Required action :: Could you write the entries out again, exactly as they appear?

Stored data entries
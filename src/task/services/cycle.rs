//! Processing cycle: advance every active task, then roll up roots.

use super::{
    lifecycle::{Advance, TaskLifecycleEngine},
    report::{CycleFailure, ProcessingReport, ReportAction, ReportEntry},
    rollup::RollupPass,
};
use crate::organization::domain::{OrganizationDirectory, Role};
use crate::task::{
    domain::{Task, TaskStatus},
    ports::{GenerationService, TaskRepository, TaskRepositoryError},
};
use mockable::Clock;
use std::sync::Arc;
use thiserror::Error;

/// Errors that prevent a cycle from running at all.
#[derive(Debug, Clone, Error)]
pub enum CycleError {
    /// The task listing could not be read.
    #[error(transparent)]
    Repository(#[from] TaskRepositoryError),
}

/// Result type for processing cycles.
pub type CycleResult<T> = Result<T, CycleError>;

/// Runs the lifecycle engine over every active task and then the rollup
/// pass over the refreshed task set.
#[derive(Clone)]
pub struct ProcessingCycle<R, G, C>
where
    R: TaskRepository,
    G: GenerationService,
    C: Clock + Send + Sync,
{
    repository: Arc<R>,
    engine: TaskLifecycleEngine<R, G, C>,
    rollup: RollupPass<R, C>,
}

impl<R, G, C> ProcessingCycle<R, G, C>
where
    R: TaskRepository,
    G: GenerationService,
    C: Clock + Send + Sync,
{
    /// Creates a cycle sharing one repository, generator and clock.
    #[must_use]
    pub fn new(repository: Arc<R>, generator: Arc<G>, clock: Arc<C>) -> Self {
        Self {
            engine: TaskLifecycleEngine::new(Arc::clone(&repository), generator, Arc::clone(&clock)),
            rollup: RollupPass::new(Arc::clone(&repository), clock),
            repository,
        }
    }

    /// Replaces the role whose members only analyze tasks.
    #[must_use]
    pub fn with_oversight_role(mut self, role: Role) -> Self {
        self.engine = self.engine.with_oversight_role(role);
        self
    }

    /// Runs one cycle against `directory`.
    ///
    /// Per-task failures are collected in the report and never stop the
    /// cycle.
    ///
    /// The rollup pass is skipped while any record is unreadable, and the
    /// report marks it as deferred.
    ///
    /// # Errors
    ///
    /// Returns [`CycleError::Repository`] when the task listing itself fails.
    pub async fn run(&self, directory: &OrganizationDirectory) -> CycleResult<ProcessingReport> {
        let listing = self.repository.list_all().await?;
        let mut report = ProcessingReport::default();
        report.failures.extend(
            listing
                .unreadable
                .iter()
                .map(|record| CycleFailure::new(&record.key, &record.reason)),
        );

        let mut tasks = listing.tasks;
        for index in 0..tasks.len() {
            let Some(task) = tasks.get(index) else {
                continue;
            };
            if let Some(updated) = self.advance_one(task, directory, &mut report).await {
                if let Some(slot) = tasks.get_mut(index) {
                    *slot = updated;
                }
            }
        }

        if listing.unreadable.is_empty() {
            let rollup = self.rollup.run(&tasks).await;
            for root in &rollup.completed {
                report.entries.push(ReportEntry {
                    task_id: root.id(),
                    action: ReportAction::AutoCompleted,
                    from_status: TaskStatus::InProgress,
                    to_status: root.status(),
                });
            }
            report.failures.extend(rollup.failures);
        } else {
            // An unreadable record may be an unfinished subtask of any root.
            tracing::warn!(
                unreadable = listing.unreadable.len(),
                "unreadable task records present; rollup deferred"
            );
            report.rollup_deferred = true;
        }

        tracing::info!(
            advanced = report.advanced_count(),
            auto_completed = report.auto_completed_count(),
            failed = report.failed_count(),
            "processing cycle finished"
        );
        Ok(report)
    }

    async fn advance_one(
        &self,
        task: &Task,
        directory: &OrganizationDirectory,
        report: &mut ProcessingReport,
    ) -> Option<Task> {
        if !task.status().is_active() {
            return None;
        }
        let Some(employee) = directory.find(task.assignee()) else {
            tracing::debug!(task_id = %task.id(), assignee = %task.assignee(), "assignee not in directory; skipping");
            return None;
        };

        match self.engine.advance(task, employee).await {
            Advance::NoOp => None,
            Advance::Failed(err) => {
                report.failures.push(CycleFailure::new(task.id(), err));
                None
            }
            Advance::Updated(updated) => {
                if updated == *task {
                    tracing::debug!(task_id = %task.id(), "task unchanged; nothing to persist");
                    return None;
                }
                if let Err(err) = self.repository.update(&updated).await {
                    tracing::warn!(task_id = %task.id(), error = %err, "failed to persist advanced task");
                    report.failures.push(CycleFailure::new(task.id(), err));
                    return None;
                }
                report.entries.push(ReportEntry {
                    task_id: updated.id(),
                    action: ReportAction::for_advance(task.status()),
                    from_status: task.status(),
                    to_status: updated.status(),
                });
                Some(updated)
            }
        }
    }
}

Exercise output ::
filename src/task/services/cycle.rs
//! Processing cycle: advance every active task, then roll up roots.

use super::{
    lifecycle::{Advance, TaskLifecycleEngine},
    report::{CycleFailure, ProcessingReport, ReportAction, ReportEntry},
    rollup::RollupPass,
};
use crate::organization::domain::{OrganizationDirectory, Role};
use crate::task::{
    domain::{Task, TaskStatus},
    ports::{GenerationService, TaskRepository, TaskRepositoryError},
};
use mockable::Clock;
use std::sync::Arc;
use thiserror::Error;

/// Errors that prevent a cycle from running at all.
#[derive(Debug, Clone, Error)]
pub enum CycleError {
    /// The task listing could not be read.
    #[error(transparent)]
    Repository(#[from] TaskRepositoryError),
}

/// Result type for processing cycles.
pub type CycleResult<T> = Result<T, CycleError>;

/// Runs the lifecycle engine over every active task and then the rollup
/// pass over the refreshed task set.
#[derive(Clone)]
pub struct ProcessingCycle<R, G, C>
where
    R: TaskRepository,
    G: GenerationService,
    C: Clock + Send + Sync,
{
    repository: Arc<R>,
    engine: TaskLifecycleEngine<R, G, C>,
    rollup: RollupPass<R, C>,
}

impl<R, G, C> ProcessingCycle<R, G, C>
where
    R: TaskRepository,
    G: GenerationService,
    C: Clock + Send + Sync,
{
    /// Creates a cycle sharing one repository, generator and clock.
    #[must_use]
    pub fn new(repository: Arc<R>, generator: Arc<G>, clock: Arc<C>) -> Self {
        Self {
            engine: TaskLifecycleEngine::new(Arc::clone(&repository), generator, Arc::clone(&clock)),
            rollup: RollupPass::new(Arc::clone(&repository), clock),
            repository,
        }
    }

    /// Replaces the role whose members only analyze tasks.
    #[must_use]
    pub fn with_oversight_role(mut self, role: Role) -> Self {
        self.engine = self.engine.with_oversight_role(role);
        self
    }

    /// Runs one cycle against `directory`.
    ///
    /// Per-task failures are collected in the report and never stop the
    /// cycle.
    ///
    /// The rollup pass is skipped while any record is unreadable, and the
    /// report marks it as deferred.
    ///
    /// # Errors
    ///
    /// Returns [`CycleError::Repository`] when the task listing itself fails.
    pub async fn run(&self, directory: &OrganizationDirectory) -> CycleResult<ProcessingReport> {
        let listing = self.repository.list_all().await?;
        let mut report = ProcessingReport::default();
        report.failures.extend(
            listing
                .unreadable
                .iter()
                .map(|record| CycleFailure::new(&record.key, &record.reason)),
        );

        let mut tasks = listing.tasks;
        for index in 0..tasks.len() {
            let Some(task) = tasks.get(index) else {
                continue;
            };
            if let Some(updated) = self.advance_one(task, directory, &mut report).await {
                if let Some(slot) = tasks.get_mut(index) {
                    *slot = updated;
                }
            }
        }

        if listing.unreadable.is_empty() {
            let rollup = self.rollup.run(&tasks).await;
            for root in &rollup.completed {
                report.entries.push(ReportEntry {
                    task_id: root.id(),
                    action: ReportAction::AutoCompleted,
                    from_status: TaskStatus::InProgress,
                    to_status: root.status(),
                });
            }
            report.failures.extend(rollup.failures);
        } else {
            // An unreadable record may be an unfinished subtask of any root.
            tracing::warn!(
                unreadable = listing.unreadable.len(),
                "unreadable task records present; rollup deferred"
            );
            report.rollup_deferred = true;
        }

        tracing::info!(
            advanced = report.advanced_count(),
            auto_completed = report.auto_completed_count(),
            failed = report.failed_count(),
            "processing cycle finished"
        );
        Ok(report)
    }

    async fn advance_one(
        &self,
        task: &Task,
        directory: &OrganizationDirectory,
        report: &mut ProcessingReport,
    ) -> Option<Task> {
        if !task.status().is_active() {
            return None;
        }
        let Some(employee) = directory.find(task.assignee()) else {
            tracing::debug!(task_id = %task.id(), assignee = %task.assignee(), "assignee not in directory; skipping");
            return None;
        };

        match self.engine.advance(task, employee).await {
            Advance::NoOp => None,
            Advance::Failed(err) => {
                report.failures.push(CycleFailure::new(task.id(), err));
                None
            }
            Advance::Updated(updated) => {
                if updated == *task {
                    tracing::debug!(task_id = %task.id(), "task unchanged; nothing to persist");
                    return None;
                }
                if let Err(err) = self.repository.update(&updated).await {
                    tracing::warn!(task_id = %task.id(), error = %err, "failed to persist advanced task");
                    report.failures.push(CycleFailure::new(task.id(), err));
                    return None;
                }
                report.entries.push(ReportEntry {
                    task_id: updated.id(),
                    action: ReportAction::for_advance(task.status()),
                    from_status: task.status(),
                    to_status: updated.status(),
                });
                Some(updated)
            }
        }
    }
}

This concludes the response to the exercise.